Answer
The values of angles numbered from 1 to 6 are \[\operatorname{m}\measuredangle 1=80{}^\circ \], \[\operatorname{m}\measuredangle 2=65{}^\circ \],\[\operatorname{m}\measuredangle 3=115{}^\circ \],\[\operatorname{m}\measuredangle 4=80{}^\circ \],\[\operatorname{m}\measuredangle 5=100{}^\circ \], and\[\operatorname{m}\measuredangle 6=80{}^\circ \].
Work Step by Step
In the given figure, there are two parallel lines l and m that are intersected by two traversals. In the given figure angle 2 and the angle given with a measure of \[115{}^\circ \]are supplementary angles and form a straight line. Hence, the measure of angle 2 is\[180{}^\circ -115{}^\circ =65{}^\circ \].
The angles formed by nonadjacent angles are called vertical angles. Thus, in the given figure angle formed by the traversals and angle given with a measure of \[35{}^\circ \]are vertical angles. The measure of vertical angles are equal.
The measure of angle formed in a triangle formed by two traversals is \[35{}^\circ \]. Other angle formed in the same triangle is the supplementary angle with an angle having a measure of\[115{}^\circ \]. The other angle is\[65{}^\circ \]. The sum of the measures of all angles in a triangle must be \[180{}^\circ \]
Compute the measure of angle 1 as shown below:
\[\begin{align}
& \operatorname{m}\measuredangle 1=180{}^\circ -\left( 65{}^\circ +35{}^\circ \right) \\
& =180{}^\circ -100{}^\circ \\
& =80{}^\circ
\end{align}\]
In the given figure, angle 6 and angle 1 are nonadjacent angles and thus called vertical angles. The measure of vertical angles are equal. Hence, the measure of angle 6 is\[80{}^\circ \].
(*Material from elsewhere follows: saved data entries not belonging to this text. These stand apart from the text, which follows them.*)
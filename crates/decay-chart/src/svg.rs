// ─────────────────────────────────────────────────────────────────────
// SCPN Decay Lab — SVG Renderer
// © 1998–2026 Miroslav Šotek. All rights reserved.
// Contact: www.anulum.li | protoscience@anulum.li
// ORCID: https://orcid.org/0009-0009-3560-0851
// License: GNU AGPL v3 | Commercial licensing available
// ─────────────────────────────────────────────────────────────────────
//! Line-chart rendering of recorded decay series as standalone SVG text.

use decay_types::state::DecayHistory;

use crate::palette::color_for;
use crate::scale::LinearScale;

/// Canvas geometry and captions.
#[derive(Debug, Clone)]
pub struct ChartStyle {
    pub width: f64,
    pub height: f64,
    /// Gap between the canvas edge and the plot frame on every side.
    pub margin: f64,
    pub title: String,
    pub x_label: String,
    pub y_label: String,
    pub font_size: f64,
}

impl Default for ChartStyle {
    fn default() -> Self {
        ChartStyle {
            width: 960.0,
            height: 600.0,
            margin: 60.0,
            title: "Isotopic Fractions over Time".to_string(),
            x_label: "Time (s)".to_string(),
            y_label: "Fraction".to_string(),
            font_size: 8.0,
        }
    }
}

/// Render one line per recorded series, plus axes, ticks and a legend.
///
/// Series draw in identifier order with colors from the palette, so the
/// output string is identical for identical histories. An empty history
/// still renders the frame and captions.
pub fn render_chart(history: &DecayHistory, style: &ChartStyle) -> String {
    let left = style.margin;
    let right = style.width - style.margin;
    let top = style.margin;
    let bottom = style.height - style.margin;

    let x_max = history
        .series
        .values()
        .filter_map(|samples| samples.last())
        .map(|&(elapsed_s, _)| elapsed_s)
        .fold(0.0_f64, f64::max);
    let y_max = history
        .series
        .values()
        .flat_map(|samples| samples.iter())
        .map(|&(_, fraction)| fraction)
        .fold(0.0_f64, f64::max);

    let x_scale = LinearScale::new(0.0, x_max, left, right);
    let y_scale = LinearScale::new(0.0, y_max, bottom, top);

    let mut svg = String::new();
    svg.push_str(&format!(
        "<svg xmlns=\"http://www.w3.org/2000/svg\" width=\"{w}\" height=\"{h}\" \
         viewBox=\"0 0 {w} {h}\" font-family=\"Helvetica, Arial, sans-serif\">\n",
        w = style.width,
        h = style.height
    ));
    svg.push_str(&format!(
        "  <rect width=\"{}\" height=\"{}\" fill=\"white\"/>\n",
        style.width, style.height
    ));

    // Plot frame
    svg.push_str(&format!(
        "  <line x1=\"{:.2}\" y1=\"{:.2}\" x2=\"{:.2}\" y2=\"{:.2}\" stroke=\"black\"/>\n",
        left, bottom, right, bottom
    ));
    svg.push_str(&format!(
        "  <line x1=\"{:.2}\" y1=\"{:.2}\" x2=\"{:.2}\" y2=\"{:.2}\" stroke=\"black\"/>\n",
        left, bottom, left, top
    ));

    // Ticks and numeric labels
    for tick in x_scale.ticks(5) {
        let x = x_scale.map(tick);
        svg.push_str(&format!(
            "  <line x1=\"{x:.2}\" y1=\"{:.2}\" x2=\"{x:.2}\" y2=\"{:.2}\" stroke=\"black\"/>\n",
            bottom,
            bottom + 5.0
        ));
        svg.push_str(&format!(
            "  <text x=\"{x:.2}\" y=\"{:.2}\" font-size=\"{}\" text-anchor=\"middle\">{}</text>\n",
            bottom + 16.0,
            style.font_size,
            format_tick(tick)
        ));
    }
    for tick in y_scale.ticks(5) {
        let y = y_scale.map(tick);
        svg.push_str(&format!(
            "  <line x1=\"{:.2}\" y1=\"{y:.2}\" x2=\"{:.2}\" y2=\"{y:.2}\" stroke=\"black\"/>\n",
            left - 5.0,
            left
        ));
        svg.push_str(&format!(
            "  <text x=\"{:.2}\" y=\"{:.2}\" font-size=\"{}\" text-anchor=\"end\">{}</text>\n",
            left - 8.0,
            y + 3.0,
            style.font_size,
            format_tick(tick)
        ));
    }

    // One polyline per series, identifier order
    for (identifier, samples) in &history.series {
        let points: Vec<String> = samples
            .iter()
            .map(|&(elapsed_s, fraction)| {
                format!("{:.2},{:.2}", x_scale.map(elapsed_s), y_scale.map(fraction))
            })
            .collect();
        svg.push_str(&format!(
            "  <polyline points=\"{}\" fill=\"none\" stroke=\"{}\" stroke-width=\"1.5\"/>\n",
            points.join(" "),
            color_for(identifier)
        ));
    }

    // Legend, top-right inside the frame
    for (row, identifier) in history.isotopes().enumerate() {
        let swatch_y = top + 10.0 + row as f64 * (style.font_size + 8.0);
        svg.push_str(&format!(
            "  <rect x=\"{:.2}\" y=\"{:.2}\" width=\"10\" height=\"10\" fill=\"{}\"/>\n",
            right - 100.0,
            swatch_y,
            color_for(identifier)
        ));
        svg.push_str(&format!(
            "  <text x=\"{:.2}\" y=\"{:.2}\" font-size=\"{}\">{}</text>\n",
            right - 86.0,
            swatch_y + 9.0,
            style.font_size,
            xml_escape(identifier)
        ));
    }

    // Captions
    svg.push_str(&format!(
        "  <text x=\"{:.2}\" y=\"{:.2}\" font-size=\"{}\" text-anchor=\"middle\">{}</text>\n",
        style.width / 2.0,
        style.margin * 0.6,
        style.font_size + 2.0,
        xml_escape(&style.title)
    ));
    svg.push_str(&format!(
        "  <text x=\"{:.2}\" y=\"{:.2}\" font-size=\"{}\" text-anchor=\"middle\">{}</text>\n",
        style.width / 2.0,
        style.height - style.margin * 0.25,
        style.font_size,
        xml_escape(&style.x_label)
    ));
    svg.push_str(&format!(
        "  <text x=\"0\" y=\"0\" font-size=\"{}\" text-anchor=\"middle\" \
         transform=\"translate(18 {:.2}) rotate(-90)\">{}</text>\n",
        style.font_size,
        style.height / 2.0,
        xml_escape(&style.y_label)
    ));

    svg.push_str("</svg>\n");
    svg
}

fn format_tick(value: f64) -> String {
    if value == 0.0 {
        "0".to_string()
    } else if value.abs() >= 1.0e4 || value.abs() < 1.0e-2 {
        format!("{:.1e}", value)
    } else {
        format!("{:.2}", value)
    }
}

fn xml_escape(text: &str) -> String {
    text.replace('&', "&amp;")
        .replace('<', "&lt;")
        .replace('>', "&gt;")
        .replace('"', "&quot;")
}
The angles formed by the pair of angles that are on the exterior and opposite side of the traversal are called alternate exterior angles. Thus, in the given figure angle 3 and angle given with a measure of \[115{}^\circ \] are alternate exterior angle that are always of the same measure. Hence, the measure of angle 3 is \[115{}^\circ \].
The angles formed by the pair of angles that are on the inner and opposite side of the traversal are called alternate interior angles. Thus, in the given figure angle 6 and angle adjacent to angle 5 are alternate interior angle that are always of the same measure. The angle adjacent to angle 5 is \[80{}^\circ \].
In the given figure angle with a measure of \[80{}^\circ \]and the angle 5 are supplementary angles and form a straight line. Hence, the measure of angle 5 is \[180{}^\circ -80{}^\circ =100{}^\circ \].
In the given figure angle 4 and the angle 5 are supplementary angles and form a straight line. Hence, the measure of angle 4 is \[180{}^\circ -100{}^\circ =80{}^\circ \].
Hence, the values of angles numbered from 1 to 6 are \[\operatorname{m}\measuredangle 1=80{}^\circ \], \[\operatorname{m}\measuredangle 2=65{}^\circ \],\[\operatorname{m}\measuredangle 3=115{}^\circ \],\[\operatorname{m}\measuredangle 4=80{}^\circ \],\[\operatorname{m}\measuredangle 5=100{}^\circ \], and\[\operatorname{m}\measuredangle 6=80{}^\circ \].